Footage and descriptions of the Silver title screen has yet to be found, so it's unclear what it may have looked like. Lugia did not exist at this point in development.
At one point during the game's development, the Ho-Oh that appears on the title screen of Gold was rendered in color instead of silhouette. This functionality is still accessible in the final game by using a a glitch that causes Ho-Oh to be displayed in color, albeit with an incorrect palette. Conversely, the Lugia that appears on the title screen of Silver lacks these extra palette colors, suggesting that this title screen may have been created well after the developers decided to use silhouettes, and that Lugia was added significantly later in the game's development.
- The first town in the demo was not named in personal accounts, but its description resembles the picture of Silent Hills. It consisted of the player's house, Oak's lab, and a Pokémon Center. Players could meet the rival, watch a news story about Professor Oak, and leave the town by going west. The first route had Pidgey, Rattata, Pikachu, Marill, Sunflora, Ledyba, Hoppip, and Girafarig in the grass.

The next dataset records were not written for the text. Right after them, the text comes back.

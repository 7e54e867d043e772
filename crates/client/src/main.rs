//! Geowalk Client - Walkable 3D map of an OpenStreetMap extract
//!
//! Loads `geo.toml`, drapes the ground map over a plane, extrudes the dataset's
//! buildings and draws its streets, then lets you orbit the map or walk it in
//! first person under a running day/night cycle.
//!
//! ## Usage
//! `geowalk-client [path/to/geo.toml]` (defaults to `assets/geo/geo.toml`)
//!
//! ## Plugins
//! - GeoPlugin: Config, ground plane, background ingestion, collision field
//! - CameraControllerPlugin: Orbit view + first-person walker (V toggles)
//! - CelestialPlugin: Sky, fog, ambient light, sun, moon, stars
//! - HudPlugin: Clock, scene stats, view indicator, layer toggles

mod environment;
mod plugins;

use bevy::log::LogPlugin;
use bevy::pbr::{DistanceFog, FogFalloff};
use bevy::prelude::*;
use bevy_camera_controller::CameraControllerPlugin;
use geowalk_geo::plugin::load_geo_config;
use geowalk_geo::GeoPlugin;
use plugins::{CelestialPlugin, HudPlugin};
use std::path::PathBuf;

/// Default config location, relative to the working directory
const DEFAULT_CONFIG: &str = "assets/geo/geo.toml";

fn main() {
    // Parse command line args
    let args: Vec<String> = std::env::args().collect();
    let config_path = args
        .get(1)
        .map(PathBuf::from)
        .unwrap_or_else(|| PathBuf::from(DEFAULT_CONFIG));

    let config = load_geo_config(&config_path);
    let title = config.project.name.clone();

    App::new()
        .add_plugins(DefaultPlugins
            .set(WindowPlugin {
                primary_window: Some(Window {
                    title,
                    resolution: bevy::window::WindowResolution::new(1600, 900),
                    present_mode: bevy::window::PresentMode::Fifo, // VSync
                    ..default()
                }),
                ..default()
            })
            .set(LogPlugin {
                filter: "wgpu=error,naga=warn,geowalk_geo=info,geowalk_client=info".to_string(),
                ..default()
            })
        )
        // Config first so every plugin below sees it during build
        .insert_resource(config)
        .add_plugins(GeoPlugin { config_path })
        .add_plugins(CameraControllerPlugin)
        .add_plugins(CelestialPlugin)
        .add_plugins(HudPlugin)
        .add_systems(Startup, setup_camera_and_light)
        .run();
}

/// Orbit camera with sky-colored linear fog, plus the key light
fn setup_camera_and_light(mut commands: Commands) {
    commands.spawn((
        Name::new("Main Camera"),
        Camera3d::default(),
        Projection::Perspective(PerspectiveProjection {
            fov: 45f32.to_radians(),
            near: 0.1,
            far: 5000.0,
            ..default()
        }),
        DistanceFog {
            color: Color::BLACK,
            falloff: FogFalloff::Linear {
                start: 100.0,
                end: 500.0,
            },
            ..default()
        },
    ));

    commands.spawn((
        Name::new("Key Light"),
        DirectionalLight {
            illuminance: 8_000.0,
            shadows_enabled: true,
            ..default()
        },
        Transform::from_xyz(100.0, 200.0, 100.0).looking_at(Vec3::ZERO, Vec3::Y),
    ));

    info!("Camera and key light ready");
}
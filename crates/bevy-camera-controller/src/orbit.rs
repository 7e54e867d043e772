//! Orbit view around a focus point: drag to rotate, scroll to zoom, right-drag to pan.

use bevy::prelude::*;
use core::f32::consts::FRAC_PI_2;

/// Orbit camera parameters and current pose
#[derive(Debug, Clone, Copy, PartialEq, Reflect)]
pub struct OrbitState {
    /// Point the camera looks at
    pub focus: Vec3,
    /// Distance from the focus
    pub radius: f32,
    pub yaw: f32,
    pub pitch: f32,
    /// Radians per mouse dot
    pub rotate_speed: f32,
    /// Fraction of the radius per scroll line
    pub zoom_speed: f32,
    /// World units per mouse dot, per unit of radius
    pub pan_speed: f32,
    pub min_radius: f32,
    pub max_radius: f32,
}

impl OrbitState {
    /// Orbit that starts at `eye` looking at `focus`
    pub fn looking_from(eye: Vec3, focus: Vec3, world_scale: f32) -> Self {
        let offset = eye - focus;
        let radius = offset.length().max(f32::EPSILON);
        let horizontal = Vec2::new(offset.x, offset.z).length();
        Self {
            focus,
            radius,
            yaw: offset.x.atan2(offset.z),
            pitch: -offset.y.atan2(horizontal),
            rotate_speed: 0.005,
            zoom_speed: 0.1,
            pan_speed: 0.001,
            min_radius: world_scale,
            max_radius: 400.0 * world_scale,
        }
    }

    /// Reference starting view for a world scale: (0, 5, 15) × scale toward the origin
    pub fn for_world_scale(world_scale: f32) -> Self {
        Self::looking_from(Vec3::new(0.0, 5.0, 15.0) * world_scale, Vec3::ZERO, world_scale)
    }

    fn rotation(&self) -> Quat {
        Quat::from_euler(EulerRot::YXZ, self.yaw, self.pitch, 0.0)
    }

    pub fn rotate(&mut self, delta: Vec2) {
        self.yaw -= delta.x * self.rotate_speed;
        // keep just short of straight up/down so looking_at stays defined
        let limit = FRAC_PI_2 - 0.01;
        self.pitch = (self.pitch - delta.y * self.rotate_speed).clamp(-limit, limit);
    }

    /// Positive scroll zooms in
    pub fn zoom(&mut self, scroll: f32) {
        let factor = 1.0 - scroll * self.zoom_speed;
        self.radius = (self.radius * factor.max(0.1)).clamp(self.min_radius, self.max_radius);
    }

    /// Move the focus in the camera's screen plane
    pub fn pan(&mut self, delta: Vec2) {
        let rotation = self.rotation();
        let right = rotation * Vec3::X;
        let up = rotation * Vec3::Y;
        let scale = self.pan_speed * self.radius;
        self.focus += (-right * delta.x + up * delta.y) * scale;
    }

    pub fn transform(&self) -> Transform {
        let eye = self.focus + self.rotation() * Vec3::Z * self.radius;
        Transform::from_translation(eye).looking_at(self.focus, Vec3::Y)
    }
}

- The next area was a forest dungeon, similar to Ilex Forest. Caterpie and Metapod could be found in the grass. Various trainers could be fought in this area; each trainer had either Paras, Snorlax, Clefairy, Meowth, or Slowking. Trainers were named, and their trainer classes included Bug Catcher, Lass, Schoolboy, and Beauty.

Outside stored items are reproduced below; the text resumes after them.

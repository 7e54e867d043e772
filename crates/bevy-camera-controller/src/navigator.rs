//! First-person walking: look, move, collide, slide, clamp.
//!
//! Everything here is plain data in, plain data out. The systems in `lib.rs`
//! feed it one `NavigatorInput` per frame and copy the resulting
//! `NavigatorState` onto the camera transform.

use bevy::prelude::*;
use core::f32::consts::FRAC_PI_2;
use geowalk_geo::{CollisionField, CollisionVolume, MapPlane};

/// Radians of look rotation per mouse dot.
pub const LOOK_RADIANS_PER_DOT: f32 = 0.002;

/// Movement keys held this frame
#[derive(Debug, Clone, Copy, Default, PartialEq, Eq)]
pub struct MovementIntent {
    pub forward: bool,
    pub backward: bool,
    pub left: bool,
    pub right: bool,
}

impl MovementIntent {
    /// (right − left, forward − backward)
    pub fn axes(&self) -> Vec2 {
        let axis = |pos: bool, neg: bool| (pos as i8 - neg as i8) as f32;
        Vec2::new(axis(self.right, self.left), axis(self.forward, self.backward))
    }
}

/// Input snapshot for one frame
#[derive(Resource, Debug, Clone, Copy, Default, PartialEq)]
pub struct NavigatorInput {
    pub intent: MovementIntent,
    /// Accumulated mouse motion in dots
    pub look_delta: Vec2,
}

/// Walker position and orientation
#[derive(Debug, Clone, Copy, PartialEq, Reflect)]
pub struct NavigatorState {
    pub position: Vec3,
    pub yaw: f32,
    pub pitch: f32,
    /// Whether the pointer is captured (look is only applied while captured)
    pub pointer_captured: bool,
}

impl NavigatorState {
    pub fn new(position: Vec3) -> Self {
        Self {
            position,
            yaw: 0.0,
            pitch: 0.0,
            pointer_captured: false,
        }
    }

    pub fn rotation(&self) -> Quat {
        Quat::from_euler(EulerRot::YXZ, self.yaw, self.pitch, 0.0)
    }

    pub fn look_direction(&self) -> Vec3 {
        self.rotation() * Vec3::NEG_Z
    }

    pub fn transform(&self) -> Transform {
        Transform::from_translation(self.position).with_rotation(self.rotation())
    }
}

/// Horizontal extent the walker is kept inside
#[derive(Debug, Clone, Copy, PartialEq)]
pub struct MapBounds {
    pub width: f32,
    pub height: f32,
    /// Inset from every edge
    pub margin: f32,
}

impl MapBounds {
    pub fn from_plane(plane: &MapPlane, margin: f32) -> Self {
        Self {
            width: plane.width,
            height: plane.height,
            margin,
        }
    }

    /// Clamp X into `[-w/2 + m, w/2 - m]` and Z into `[-h/2 + m, h/2 - m]`.
    /// When the margin exceeds half the extent the lower bound wins.
    pub fn clamp(&self, position: Vec3) -> Vec3 {
        let hx = self.width * 0.5 - self.margin;
        let hz = self.height * 0.5 - self.margin;
        Vec3::new(
            position.x.min(hx).max(-hx),
            position.y,
            position.z.min(hz).max(-hz),
        )
    }
}

/// What a movement step did
#[derive(Debug, Clone, Copy, PartialEq, Eq)]
pub enum MoveOutcome {
    /// No movement keys held
    Idle,
    /// Full displacement applied
    Moved,
    /// Only the X component applied
    SlidX,
    /// Only the Z component applied
    SlidZ,
    /// Every candidate collided; position unchanged
    Blocked,
}

/// Walking parameters, all derived from the world scale
#[derive(Debug, Clone, Copy, PartialEq, Reflect)]
pub struct FirstPersonController {
    /// Displacement per frame
    pub move_speed: f32,
    /// Radians per mouse dot
    pub look_speed: f32,
    /// Half-width of the square collision probe
    pub probe_half_width: f32,
    /// Top of the collision probe (bottom is 0)
    pub probe_height: f32,
    /// Fixed camera height while walking
    pub eye_height: f32,
    /// Inset from the map edges
    pub margin: f32,
}

impl FirstPersonController {
    pub fn from_world_scale(world_scale: f32) -> Self {
        Self {
            move_speed: 0.08 * world_scale * 0.5,
            look_speed: LOOK_RADIANS_PER_DOT,
            probe_half_width: 0.2 * world_scale,
            probe_height: 10.0 * world_scale,
            eye_height: 0.4 * world_scale,
            margin: 20.0 * world_scale,
        }
    }

    /// Start position for a world scale: (-50, eye, -50) × scale
    pub fn spawn_position(&self, world_scale: f32) -> Vec3 {
        Vec3::new(-50.0 * world_scale, self.eye_height, -50.0 * world_scale)
    }

    pub fn bounds(&self, plane: &MapPlane) -> MapBounds {
        MapBounds::from_plane(plane, self.margin)
    }

    /// Yaw/pitch from mouse motion; ignored unless the pointer is captured
    pub fn apply_look(&self, state: &mut NavigatorState, delta: Vec2) {
        if !state.pointer_captured {
            return;
        }
        state.yaw -= delta.x * self.look_speed;
        state.pitch = (state.pitch - delta.y * self.look_speed).clamp(-FRAC_PI_2, FRAC_PI_2);
    }

    /// One frame of movement against the collision field, then the map clamp
    pub fn step(
        &self,
        state: &mut NavigatorState,
        intent: MovementIntent,
        field: &CollisionField,
        bounds: Option<&MapBounds>,
    ) -> MoveOutcome {
        let outcome = self.resolve_move(state, intent, field);
        if let Some(bounds) = bounds {
            state.position = bounds.clamp(state.position);
        }
        outcome
    }

    fn resolve_move(
        &self,
        state: &mut NavigatorState,
        intent: MovementIntent,
        field: &CollisionField,
    ) -> MoveOutcome {
        let look = state.look_direction();
        let forward = Vec3::new(look.x, 0.0, look.z).normalize_or_zero();
        let right = forward.cross(Vec3::Y);

        let axes = intent.axes();
        let velocity = forward * axes.y + right * axes.x;
        if velocity.length_squared() <= f32::EPSILON {
            return MoveOutcome::Idle;
        }
        let velocity = velocity.normalize() * self.move_speed;

        let mut proposed = state.position + velocity;
        proposed.y = self.eye_height;

        if field.is_empty() || !self.is_blocked(field, proposed) {
            state.position = proposed;
            return MoveOutcome::Moved;
        }

        let slide_x = Vec3::new(state.position.x + velocity.x, self.eye_height, state.position.z);
        if !self.is_blocked(field, slide_x) {
            state.position = slide_x;
            return MoveOutcome::SlidX;
        }

        let slide_z = Vec3::new(state.position.x, self.eye_height, state.position.z + velocity.z);
        if !self.is_blocked(field, slide_z) {
            state.position = slide_z;
            return MoveOutcome::SlidZ;
        }

        MoveOutcome::Blocked
    }

    fn is_blocked(&self, field: &CollisionField, position: Vec3) -> bool {
        field.intersects(&CollisionVolume::probe(
            position,
            self.probe_half_width,
            self.probe_height,
        ))
    }
}

#[cfg(test)]
mod tests {
    use super::*;
    use core::f32::consts::FRAC_PI_4;

    const WS: f32 = 5.0;

    fn controller() -> FirstPersonController {
        FirstPersonController::from_world_scale(WS)
    }

    fn walker(yaw: f32) -> NavigatorState {
        NavigatorState {
            yaw,
            ..NavigatorState::new(Vec3::new(0.0, 0.4 * WS, 0.0))
        }
    }

    fn forward() -> MovementIntent {
        MovementIntent { forward: true, ..Default::default() }
    }

    fn wall(min: Vec3, max: Vec3) -> CollisionVolume {
        CollisionVolume::new(min, max)
    }

    #[test]
    fn test_reference_parameters() {
        let c = controller();
        assert!((c.move_speed - 0.2).abs() < 1e-6);
        assert_eq!(c.probe_half_width, 1.0);
        assert_eq!(c.probe_height, 50.0);
        assert_eq!(c.eye_height, 2.0);
        assert_eq!(c.margin, 100.0);
        assert_eq!(c.spawn_position(WS), Vec3::new(-250.0, 2.0, -250.0));
    }

    #[test]
    fn test_empty_field_moves_unconditionally() {
        let c = controller();
        let mut state = walker(0.0);
        let outcome = c.step(&mut state, forward(), &CollisionField::default(), None);
        assert_eq!(outcome, MoveOutcome::Moved);
        assert!((state.position - Vec3::new(0.0, 2.0, -0.2)).length() < 1e-5);
    }

    #[test]
    fn test_idle_keeps_position() {
        let c = controller();
        let mut state = walker(0.3);
        let opposite = MovementIntent { forward: true, backward: true, ..Default::default() };
        let outcome = c.step(&mut state, opposite, &CollisionField::default(), None);
        assert_eq!(outcome, MoveOutcome::Idle);
        assert_eq!(state.position, Vec3::new(0.0, 2.0, 0.0));
    }

    #[test]
    fn test_strafe_right_is_positive_x_when_facing_negative_z() {
        let c = controller();
        let mut state = walker(0.0);
        let right = MovementIntent { right: true, ..Default::default() };
        c.step(&mut state, right, &CollisionField::default(), None);
        assert!(state.position.x > 0.0);
        assert!(state.position.z.abs() < 1e-6);
    }

    #[test]
    fn test_slides_along_x_when_z_is_blocked() {
        let c = controller();
        // wall across -Z, just beyond the probe's reach at rest
        let field = CollisionField::bulk_load(vec![wall(
            Vec3::new(-100.0, 0.0, -5.0),
            Vec3::new(100.0, 50.0, -1.1),
        )]);
        // diagonal: forward-left toward (-x, -z)
        let mut state = walker(FRAC_PI_4);
        let outcome = c.step(&mut state, forward(), &field, None);
        assert_eq!(outcome, MoveOutcome::SlidX);
        assert!(state.position.x < 0.0);
        assert_eq!(state.position.z, 0.0);
        assert!(!field.intersects(&CollisionVolume::probe(state.position, 1.0, 50.0)));
    }

    #[test]
    fn test_slides_along_z_when_x_is_blocked() {
        let c = controller();
        let field = CollisionField::bulk_load(vec![wall(
            Vec3::new(-5.0, 0.0, -100.0),
            Vec3::new(-1.1, 50.0, 100.0),
        )]);
        let mut state = walker(FRAC_PI_4);
        let outcome = c.step(&mut state, forward(), &field, None);
        assert_eq!(outcome, MoveOutcome::SlidZ);
        assert_eq!(state.position.x, 0.0);
        assert!(state.position.z < 0.0);
    }

    #[test]
    fn test_corner_blocks_movement() {
        let c = controller();
        let field = CollisionField::bulk_load(vec![
            wall(Vec3::new(-5.0, 0.0, -100.0), Vec3::new(-1.1, 50.0, 100.0)),
            wall(Vec3::new(-100.0, 0.0, -5.0), Vec3::new(100.0, 50.0, -1.1)),
        ]);
        let mut state = walker(FRAC_PI_4);
        let before = state.position;
        let outcome = c.step(&mut state, forward(), &field, None);
        assert_eq!(outcome, MoveOutcome::Blocked);
        assert_eq!(state.position, before);
    }

    #[test]
    fn test_walls_above_the_probe_do_not_block() {
        let c = controller();
        let field = CollisionField::bulk_load(vec![wall(
            Vec3::new(-10.0, 60.0, -10.0),
            Vec3::new(10.0, 70.0, 10.0),
        )]);
        let mut state = walker(0.0);
        assert_eq!(c.step(&mut state, forward(), &field, None), MoveOutcome::Moved);
    }

    #[test]
    fn test_clamped_to_map_bounds() {
        let c = controller();
        let plane = MapPlane { width: 1125.0, height: 750.0 };
        let bounds = c.bounds(&plane);
        // facing +X
        let mut state = NavigatorState {
            yaw: -FRAC_PI_2,
            ..NavigatorState::new(Vec3::new(462.4, 2.0, 0.0))
        };
        c.step(&mut state, forward(), &CollisionField::default(), Some(&bounds));
        assert!((state.position.x - 462.5).abs() < 1e-4);

        let far = bounds.clamp(Vec3::new(-9999.0, 2.0, 9999.0));
        assert_eq!(far, Vec3::new(-462.5, 2.0, 275.0));
    }

    #[test]
    fn test_look_requires_capture_and_clamps_pitch() {
        let c = controller();
        let mut state = walker(0.0);
        c.apply_look(&mut state, Vec2::new(100.0, 100.0));
        assert_eq!((state.yaw, state.pitch), (0.0, 0.0));

        state.pointer_captured = true;
        c.apply_look(&mut state, Vec2::new(100.0, 0.0));
        assert!((state.yaw + 0.2).abs() < 1e-6);

        c.apply_look(&mut state, Vec2::new(0.0, -10_000.0));
        assert_eq!(state.pitch, FRAC_PI_2);
        c.apply_look(&mut state, Vec2::new(0.0, 20_000.0));
        assert_eq!(state.pitch, -FRAC_PI_2);
    }
}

- There is a gate at the end of the forest (perhaps the building with "GATE" above its doors, seen in screenshots) and the rival stands in front of it. If the player talks to the rival, the demo ends.

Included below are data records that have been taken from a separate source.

// ============================================================================
// Celestial Plugin - Day/Night Cycle
// ============================================================================
//
// Drives the scene environment from the wall clock:
// - Sky clear color and distance fog follow the keyframed sky color
// - Ambient light brightness rises toward noon
// - Sun and moon spheres orbit opposite each other
// - Starfield fades in at night
//
// All values come from `EnvironmentClock`; this plugin only applies them.
//
// Table of Contents:
// 1. Plugin Definition
// 2. Components
// 3. Startup (spawn_celestial_bodies)
// 4. Systems (update_environment_state, apply_sky_and_fog, apply_ambient_light,
//    move_celestial_bodies, update_starfield)
// 5. Helper Functions
// ============================================================================

use bevy::asset::RenderAssetUsages;
use bevy::mesh::{Indices, PrimitiveTopology};
use bevy::prelude::*;
use bevy::time::Real;
use geowalk_geo::plugin::scene_rng;
use geowalk_geo::GeoConfig;
use rand::Rng;

use crate::environment::{EnvironmentClock, EnvironmentState};

/// Number of stars in the starfield
pub const STAR_COUNT: usize = 1000;
/// Scene lux per unit of ambient intensity
pub const AMBIENT_BRIGHTNESS_SCALE: f32 = 500.0;
/// Star opacity change below which the material is left alone
const STAR_OPACITY_STEP: f32 = 0.01;

// ============================================================================
// 1. Plugin Definition
// ============================================================================

/// Plugin for the day/night cycle and celestial bodies
pub struct CelestialPlugin;

impl Plugin for CelestialPlugin {
    fn build(&self, app: &mut App) {
        let clock = app
            .world()
            .get_resource::<GeoConfig>()
            .map(|config| EnvironmentClock::new(config.environment.cycle_duration()))
            .unwrap_or_default();
        info!("Day/night cycle: {:?} per day", clock.cycle());

        app.insert_resource(clock)
            .init_resource::<EnvironmentState>()
            .add_systems(Startup, spawn_celestial_bodies)
            .add_systems(Update, (
                update_environment_state,
                apply_sky_and_fog,
                apply_ambient_light,
                move_celestial_bodies,
                update_starfield,
            ).chain());
    }
}

// ============================================================================
// 2. Components
// ============================================================================

#[derive(Component)]
pub struct Sun;

#[derive(Component)]
pub struct Moon;

/// Point cloud of stars; remembers the opacity last written to its material
#[derive(Component)]
pub struct Starfield {
    pub opacity: f32,
}

// ============================================================================
// 3. Startup
// ============================================================================

fn spawn_celestial_bodies(
    mut commands: Commands,
    config: Option<Res<GeoConfig>>,
    state: Res<EnvironmentState>,
    mut meshes: ResMut<Assets<Mesh>>,
    mut materials: ResMut<Assets<StandardMaterial>>,
) {
    let config = config.as_deref().cloned().unwrap_or_default();
    let ws = config.world.world_scale;

    commands.spawn((
        Name::new("Sun"),
        Sun,
        Mesh3d(meshes.add(Sphere::new(15.0 * ws))),
        MeshMaterial3d(materials.add(glowing_material(
            Color::srgb_u8(0xff, 0xdd, 0x00),
            Color::srgb_u8(0xff, 0xaa, 0x00),
        ))),
        Transform::from_translation(state.sun_position),
    ));

    commands.spawn((
        Name::new("Moon"),
        Moon,
        Mesh3d(meshes.add(Sphere::new(12.0 * ws))),
        MeshMaterial3d(materials.add(glowing_material(
            Color::srgb_u8(0xe0, 0xe0, 0xe0),
            Color::srgb_u8(0x88, 0x88, 0x88),
        ))),
        Transform::from_translation(state.moon_position),
    ));

    let mut rng = scene_rng(config.world.seed);
    let opacity = state.star_opacity.unwrap_or(0.0);
    commands.spawn((
        Name::new("Starfield"),
        Starfield { opacity },
        Mesh3d(meshes.add(starfield_mesh(&star_positions(&mut rng, STAR_COUNT)))),
        MeshMaterial3d(materials.add(StandardMaterial {
            base_color: Color::srgba(1.0, 1.0, 1.0, opacity),
            alpha_mode: AlphaMode::Blend,
            unlit: true,
            fog_enabled: false,
            ..default()
        })),
        Transform::IDENTITY,
        star_visibility(&state),
    ));
}

// ============================================================================
// 4. Systems
// ============================================================================

/// Recompute the environment from real elapsed time
fn update_environment_state(
    time: Res<Time<Real>>,
    clock: Res<EnvironmentClock>,
    mut state: ResMut<EnvironmentState>,
) {
    *state = clock.state_at(time.elapsed());
}

fn apply_sky_and_fog(
    state: Res<EnvironmentState>,
    mut clear_color: ResMut<ClearColor>,
    mut fogs: Query<&mut DistanceFog>,
) {
    let sky = state.sky_color();
    clear_color.0 = sky;
    for mut fog in fogs.iter_mut() {
        fog.color = sky;
    }
}

fn apply_ambient_light(state: Res<EnvironmentState>, mut ambient: ResMut<GlobalAmbientLight>) {
    ambient.brightness = ambient_brightness(state.ambient_intensity);
}

fn move_celestial_bodies(
    state: Res<EnvironmentState>,
    mut suns: Query<&mut Transform, (With<Sun>, Without<Moon>)>,
    mut moons: Query<&mut Transform, (With<Moon>, Without<Sun>)>,
) {
    for mut transform in suns.iter_mut() {
        transform.translation = state.sun_position;
    }
    for mut transform in moons.iter_mut() {
        transform.translation = state.moon_position;
    }
}

fn update_starfield(
    state: Res<EnvironmentState>,
    mut materials: ResMut<Assets<StandardMaterial>>,
    mut query: Query<(&mut Starfield, &mut Visibility, &MeshMaterial3d<StandardMaterial>)>,
) {
    for (mut starfield, mut visibility, handle) in query.iter_mut() {
        let wanted = star_visibility(&state);
        if *visibility != wanted {
            *visibility = wanted;
        }

        let Some(opacity) = state.star_opacity else {
            continue;
        };
        if (opacity - starfield.opacity).abs() < STAR_OPACITY_STEP {
            continue;
        }
        if let Some(material) = materials.get_mut(&handle.0) {
            material.base_color = Color::srgba(1.0, 1.0, 1.0, opacity);
            starfield.opacity = opacity;
        }
    }
}

// ============================================================================
// 5. Helper Functions
// ============================================================================

/// Unlit, fog-free material for the sun and moon
fn glowing_material(color: Color, emissive: Color) -> StandardMaterial {
    StandardMaterial {
        base_color: color,
        emissive: emissive.to_linear(),
        unlit: true,
        fog_enabled: false,
        ..default()
    }
}

pub fn ambient_brightness(intensity: f32) -> f32 {
    intensity * AMBIENT_BRIGHTNESS_SCALE
}

fn star_visibility(state: &EnvironmentState) -> Visibility {
    if state.stars_visible() {
        Visibility::Inherited
    } else {
        Visibility::Hidden
    }
}

/// Random star positions: x, z in [-1000, 1000), y in [200, 1200)
pub fn star_positions(rng: &mut impl Rng, count: usize) -> Vec<[f32; 3]> {
    (0..count)
        .map(|_| {
            let x = (rng.gen::<f32>() - 0.5) * 2000.0;
            let y = rng.gen::<f32>() * 1000.0 + 200.0;
            let z = (rng.gen::<f32>() - 0.5) * 2000.0;
            [x, y, z]
        })
        .collect()
}

fn starfield_mesh(positions: &[[f32; 3]]) -> Mesh {
    let indices = (0..positions.len() as u32).collect();
    Mesh::new(PrimitiveTopology::PointList, RenderAssetUsages::default())
        .with_inserted_attribute(Mesh::ATTRIBUTE_POSITION, positions.to_vec())
        .with_inserted_attribute(Mesh::ATTRIBUTE_NORMAL, vec![[0.0, 1.0, 0.0]; positions.len()])
        .with_inserted_indices(Indices::U32(indices))
}

#[cfg(test)]
mod tests {
    use super::*;
    use rand::rngs::StdRng;
    use rand::SeedableRng;

    #[test]
    fn test_star_positions_in_shell() {
        let mut rng = StdRng::seed_from_u64(3);
        let stars = star_positions(&mut rng, STAR_COUNT);
        assert_eq!(stars.len(), 1000);
        for [x, y, z] in stars {
            assert!((-1000.0..1000.0).contains(&x));
            assert!((200.0..1200.0).contains(&y));
            assert!((-1000.0..1000.0).contains(&z));
        }
    }

    #[test]
    fn test_starfield_mesh_is_a_point_list() {
        let mut rng = StdRng::seed_from_u64(3);
        let mesh = starfield_mesh(&star_positions(&mut rng, 10));
        assert_eq!(mesh.primitive_topology(), PrimitiveTopology::PointList);
        assert_eq!(mesh.count_vertices(), 10);
    }

    #[test]
    fn test_ambient_brightness_tracks_intensity() {
        let noon = EnvironmentState::at(0.5);
        let midnight = EnvironmentState::at(0.0);
        assert!(ambient_brightness(noon.ambient_intensity) > ambient_brightness(midnight.ambient_intensity));
        assert!((ambient_brightness(0.8) - 400.0).abs() < 1e-3);
    }

    #[test]
    fn test_star_visibility_follows_clock() {
        assert_eq!(star_visibility(&EnvironmentState::at(0.1)), Visibility::Inherited);
        assert_eq!(star_visibility(&EnvironmentState::at(0.5)), Visibility::Hidden);
    }
}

- According to visitor accounts, night and day had been implemented, along with Pokémon encountered only at night, and the real time clock also was functioning (although it may have been adjusted to show off the nighttime feature.)
Four screenshots of the overworld were included on page 35 of the Space World '97 Official Guidebook. The player sprite is not offset in any of them. These locations were not described in any accounts, and were possibly from the current non-demo stages of development at the time. The four screenshots have slightly different sprites for buildings, signs, fences, and floor tiles, likely as part of an attempt to make each location more unique.
- This area has a detailed radio tower as well as a male NPC, water, trees, a brick road, and a gate to another location. It most closely resembles Goldenrod City.
- The small trees' sprites are rounder and stumpier than their final versions.
A slightly later version of Old City. There are now two signposts, shockingly, and a male NPC stands in front of one of the doors to the tower.
- The tall trees have been updated and now more closely resemble their final iterations.
- The signpost here is square with a small base, and seems to be built into the fence.
A small town with a grassy area, with trees surrounding what looks like some ruins with a waterfall exiting a hole in the middle.
- The ruins have symbols on the walls that resemble Unown hieroglyphs in the Ruins of Alph.
- The doors on the buildings have three windows on them.
- The signposts look like the ones in the radio tower screenshot, but lack the fencepost borders.
The player Surfs across a stretch of ocean, avoiding newly found whirlpools. To the lower right is a section of land with tall grass that is protected by a line of Headbuttable trees. Above, a line of rocks keeps the player on their path.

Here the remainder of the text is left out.